Emulation sounds like a dirty word; with it’s connotations to piracy and the battles Nintendo has had over the years with Flash Cards and the like. But it provides real and important lessons for Nintendo, lessons that are very pertinent to pay attention to and learn from in order to better its service exponentially.
The primary lesson is having a framework in which the majority of games can operate with very few issues; rather than trying to force the Virtual Console setup into a game, the game slots into the emulator in much the same way any good old-school console would do so. This seems like such an obvious thing; and ironically, there are tons of very good Nintendo emulators out there, up to and including the Dolphin emulator which up-scales Wii games to an HD standard. In the face of its own fans demonstrating better and smarter ways of making things work, Nintendo’s current direction is typical of its traditional but single-minded approach; it does a good job, but it sees no bigger picture, no overarching goal.

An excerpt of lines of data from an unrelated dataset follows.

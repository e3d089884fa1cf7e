//! Background sync scheduler and HTTP REST API for a local weather cache.
//!
//! This crate provides a service that:
//! - Tracks a set of locations and keeps their weather cached in SQLite
//! - Syncs each location on its own interval from a background scheduler
//! - Exposes a REST API for the catalog, cached weather, history and exports
//! - Rate limits inbound requests per client address
//!
//! # REST API Endpoints
//!
//! - `GET /api/health` - Service health check (never rate limited)
//! - `GET /api/status` - Fleet health and scheduler state
//! - `GET|POST /api/locations` - List or add tracked locations
//! - `GET /api/locations/overview` - Dashboard summary
//! - `GET|PATCH|DELETE /api/locations/{id}` - Inspect, edit or remove a location
//! - `POST /api/locations/{id}/sync?force=` - Run a sync cycle
//! - `GET /api/locations/{id}/weather` - Cached weather with insights
//! - `GET /api/locations/{id}/history?days=&source=` - Source-attributed history
//! - `GET /api/locations/{id}/export` and `export.csv` - Downloads
//! - `GET /api/preferences`, `PATCH /api/preferences/{key}` - Global preferences
//! - `POST /api/scheduler/start|stop` - Scheduler control
//!
//! # Configuration
//!
//! The service reads configuration from `~/.config/stratus/server.toml`:
//!
//! ```toml
//! [server]
//! bind = "127.0.0.1:8080"
//!
//! [storage]
//! path = "~/.local/share/stratus/weather.db"
//!
//! [provider]
//! api_key_env = "OPENWEATHER_API_KEY"
//! timeout_secs = 30
//! rate_limit_requests = 50    # outbound calls per window, all locations
//! rate_limit_window_secs = 60
//!
//! [sync]
//! tick_secs = 30
//! conflict_temperature_delta = 15.0
//! conflict_window_secs = 10800
//!
//! [security]
//! rate_limit_enabled = true
//! rate_limit_requests = 120   # per client address
//! rate_limit_window_secs = 60
//! ```

pub mod api;
pub mod config;
pub mod middleware;
pub mod state;

pub use config::{
    Config, ConfigError, ProviderConfig, SecurityConfig, ServerConfig, StorageConfig, SyncConfig,
};
pub use state::{AppState, SchedulerState, SchedulerStatus};
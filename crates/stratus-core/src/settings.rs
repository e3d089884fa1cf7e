//! Engine settings.
//!
//! [`SyncSettings`] is an explicit configuration value read by the engine.
//! The boundary layer owns a [`watch`](tokio::sync::watch) sender and
//! republishes a fresh value whenever the `units` or `refresh_interval`
//! preference changes; the engine only ever reads the latest value.

use std::time::Duration;

use tracing::warn;

use stratus_store::{PREF_REFRESH_INTERVAL, PREF_UNITS, StoredPreference};
use stratus_types::{
    DEFAULT_SYNC_INTERVAL_SECS, MAX_SYNC_INTERVAL_SECS, MIN_SYNC_INTERVAL_SECS, Units,
};

use crate::conflict::ConflictPolicy;

/// Default timeout for a single provider call.
pub const DEFAULT_PROVIDER_TIMEOUT: Duration = Duration::from_secs(30);

/// Settings consumed by the sync engine.
#[derive(Debug, Clone, PartialEq)]
pub struct SyncSettings {
    /// Unit system for provider requests.
    pub units: Units,
    /// Sync interval given to newly added locations and reported by status.
    pub default_interval_secs: u32,
    /// Conflict thresholds.
    pub conflict: ConflictPolicy,
    /// Bound on a single provider call.
    pub provider_timeout: Duration,
}

impl Default for SyncSettings {
    fn default() -> Self {
        Self {
            units: Units::Metric,
            default_interval_secs: DEFAULT_SYNC_INTERVAL_SECS,
            conflict: ConflictPolicy::default(),
            provider_timeout: DEFAULT_PROVIDER_TIMEOUT,
        }
    }
}

impl SyncSettings {
    /// Overlay stored preferences onto these settings.
    ///
    /// Unparseable values are logged and ignored so that a bad row never
    /// stops the engine.
    pub fn with_preferences(mut self, preferences: &[StoredPreference]) -> Self {
        for pref in preferences {
            match pref.key.as_str() {
                PREF_UNITS => match pref.value.parse::<Units>() {
                    Ok(units) => self.units = units,
                    Err(e) => warn!("Ignoring stored units preference: {}", e),
                },
                PREF_REFRESH_INTERVAL => match pref.value.trim().parse::<u32>() {
                    Ok(secs) => {
                        self.default_interval_secs =
                            secs.clamp(MIN_SYNC_INTERVAL_SECS, MAX_SYNC_INTERVAL_SECS);
                    }
                    Err(_) => warn!(
                        "Ignoring stored refresh_interval preference '{}'",
                        pref.value
                    ),
                },
                _ => {}
            }
        }
        self
    }

    /// Set the conflict policy.
    #[must_use]
    pub fn conflict(mut self, conflict: ConflictPolicy) -> Self {
        self.conflict = conflict;
        self
    }

    /// Set the per-call provider timeout.
    #[must_use]
    pub fn provider_timeout(mut self, timeout: Duration) -> Self {
        self.provider_timeout = timeout;
        self
    }
}

#[cfg(test)]
mod tests {
    use super::*;
    use time::OffsetDateTime;

    fn pref(key: &str, value: &str) -> StoredPreference {
        StoredPreference {
            key: key.to_string(),
            value: value.to_string(),
            updated_at: OffsetDateTime::UNIX_EPOCH,
        }
    }

    #[test]
    fn test_preferences_overlay() {
        let settings = SyncSettings::default()
            .with_preferences(&[pref("units", "imperial"), pref("refresh_interval", "900")]);
        assert_eq!(settings.units, Units::Imperial);
        assert_eq!(settings.default_interval_secs, 900);
    }

    #[test]
    fn test_bad_preferences_are_ignored() {
        let settings = SyncSettings::default().with_preferences(&[
            pref("units", "kelvin"),
            pref("refresh_interval", "soon"),
            pref("theme", "dark"),
        ]);
        assert_eq!(settings, SyncSettings::default());
    }

    #[test]
    fn test_refresh_interval_floor() {
        let settings = SyncSettings::default().with_preferences(&[pref("refresh_interval", "5")]);
        assert_eq!(settings.default_interval_secs, MIN_SYNC_INTERVAL_SECS);

        let settings =
            SyncSettings::default().with_preferences(&[pref("refresh_interval", "604800")]);
        assert_eq!(settings.default_interval_secs, MAX_SYNC_INTERVAL_SECS);
    }
}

For a start, an “emulator”-style Virtual Console, even if it is by System on the Wii U menu system, would provide far less clutter on a game-by-game basis; you can have internal menus listing all your available content (and perhaps Nintendo could even run promotions and demonstrations in this manner as well!). It’s a sophisticated, modern approach to a problem that Nintendo hasn’t quite got a handle on; no-one WANTS to make their own folders, they want Nintendo to do at least some of the more basic legwork. Self-containing SNES Games inside a “Virtual Console – SNES” isn’t simply about polish though; it means Nintendo doesn’t have to try and make one over-arching software solution that it will invariably end up struggling with adapting to other software down the road.

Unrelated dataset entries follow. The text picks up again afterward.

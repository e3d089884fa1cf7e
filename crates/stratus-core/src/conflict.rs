//! Conflict detection between consecutive observations.
//!
//! A conflict is an advisory: the new reading is always persisted, and the
//! detector only produces a human-readable note describing a sharp shift
//! against the immediately prior snapshot.
//!
//! # Example
//!
//! ```
//! use stratus_core::ConflictPolicy;
//!
//! let policy = ConflictPolicy::default();
//! assert_eq!(policy.temperature_delta, 15.0);
//! assert_eq!(policy.window_secs, 10_800);
//! ```

use std::time::Duration;

use serde::{Deserialize, Serialize};
use time::OffsetDateTime;

use stratus_store::StoredSnapshot;
use stratus_types::{Units, WeatherReading};

/// Thresholds for flagging a sharp shift between two observations.
#[derive(Debug, Clone, Copy, PartialEq, Serialize, Deserialize)]
pub struct ConflictPolicy {
    /// Temperature delta in metric degrees above which a shift is flagged.
    ///
    /// Scaled to the active unit system before comparison.
    pub temperature_delta: f64,
    /// Only prior snapshots captured within this many seconds are compared.
    ///
    /// A location whose sync interval is longer uses its interval instead.
    pub window_secs: u64,
}

impl Default for ConflictPolicy {
    fn default() -> Self {
        Self {
            temperature_delta: 15.0,
            window_secs: 3 * 60 * 60,
        }
    }
}

impl ConflictPolicy {
    /// Temperature threshold expressed in `units`.
    pub fn threshold_in(&self, units: Units) -> f64 {
        self.temperature_delta * units.degree_scale()
    }

    /// Effective comparison window for a location with the given interval.
    pub fn window_for(&self, sync_interval: Duration) -> Duration {
        Duration::from_secs(self.window_secs).max(sync_interval)
    }

    /// Compare `next` against the prior snapshot and describe any sharp shift.
    ///
    /// `next` is expressed in `units`; the prior snapshot is converted from
    /// the unit system it was fetched in before comparing.
    ///
    /// Returns `None` when there is no prior snapshot, when it falls outside
    /// the comparison window, or when the shift stays under both thresholds.
    pub fn detect(
        &self,
        previous: Option<&StoredSnapshot>,
        next: &WeatherReading,
        units: Units,
        sync_interval: Duration,
        now: OffsetDateTime,
    ) -> Option<String> {
        let previous = previous?;
        let age = now - previous.captured_at;
        if age.is_negative() || age.unsigned_abs() >= self.window_for(sync_interval) {
            return None;
        }

        let prior = previous.reading_in(units);
        let mut shifts = Vec::new();

        let delta = next.temperature - prior.temperature;
        if delta.abs() > self.threshold_in(units) {
            shifts.push(format!(
                "temperature moved {:+.1}{} ({:.1} to {:.1})",
                delta,
                units.temperature_suffix(),
                prior.temperature,
                next.temperature
            ));
        }

        let (from, to) = (prior.category(), next.category());
        if from.is_abrupt_change(to) {
            shifts.push(format!("conditions changed abruptly from {from} to {to}"));
        }

        if shifts.is_empty() {
            return None;
        }

        Some(format!(
            "Large data shift since the previous sync {} minutes ago: {}. The latest reading is kept as the source of truth.",
            age.whole_minutes(),
            shifts.join("; ")
        ))
    }
}
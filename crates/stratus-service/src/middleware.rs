//! Inbound rate limiting for the stratus-service API.
//!
//! Each client address gets its own sliding-window budget. Denied requests
//! are answered with 429 immediately and never reach a handler.

use std::net::{IpAddr, Ipv4Addr, SocketAddr};
use std::sync::Arc;
use std::time::Duration;

use axum::{
    Json,
    extract::{ConnectInfo, Request, State},
    http::StatusCode,
    middleware::Next,
    response::{IntoResponse, Response},
};
use tracing::warn;

use crate::state::AppState;

/// Path exempt from rate limiting so monitoring keeps working.
const HEALTH_PATH: &str = "/api/health";

/// Rate limiting middleware.
///
/// Limits requests per IP address within a sliding window.
/// Returns 429 Too Many Requests if the limit is exceeded.
///
/// Requests without connection info (in-process tests) share the
/// unspecified address.
pub async fn rate_limit(State(state): State<Arc<AppState>>, request: Request, next: Next) -> Response {
    if !state.config.security.rate_limit_enabled || request.uri().path() == HEALTH_PATH {
        return next.run(request).await;
    }

    let ip = client_ip(&request);
    match state.limiter.check(&ip) {
        Ok(()) => next.run(request).await,
        Err(wait) => {
            let limit = state.limiter.config().max_requests;
            let retry_after = retry_after_secs(wait);
            warn!("Rate limit exceeded for {} on {}", ip, request.uri().path());
            (
                StatusCode::TOO_MANY_REQUESTS,
                [
                    ("Retry-After", retry_after.to_string()),
                    ("X-RateLimit-Limit", limit.to_string()),
                    ("X-RateLimit-Remaining", "0".to_string()),
                ],
                Json(serde_json::json!({
                    "error": "Too many requests",
                    "kind": "rate_limited",
                    "retry_after": retry_after
                })),
            )
                .into_response()
        }
    }
}

fn client_ip(request: &Request) -> IpAddr {
    request
        .extensions()
        .get::<ConnectInfo<SocketAddr>>()
        .map(|ConnectInfo(addr)| addr.ip())
        .unwrap_or(IpAddr::V4(Ipv4Addr::UNSPECIFIED))
}

/// Whole seconds to wait, rounded up and never zero.
pub(crate) fn retry_after_secs(wait: Duration) -> u64 {
    let secs = wait.as_secs() + u64::from(wait.subsec_nanos() > 0);
    secs.max(1)
}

It also provides a far more stable and open platform for third-party content; the SNES era in particular always had vastly under-appreciated games, titles that never really scored big with the market in general. From the delightful Terranigma, to the wondrous Secret of Evermore and the barkingly inventive Evo: The Search For Eden, we are talking games that ordinarily would not appear to be worth modifying for the Wii U; but with an overarching software to run basic ROM files from, Nintendo could allow the likes of Capcom, Square-Enix and more to open up their archives and drop titles neatly into it’s little box. And to do so at far less expense than it currently operates on, which encourages people to put more of their deservingly niche old games into circulation once more.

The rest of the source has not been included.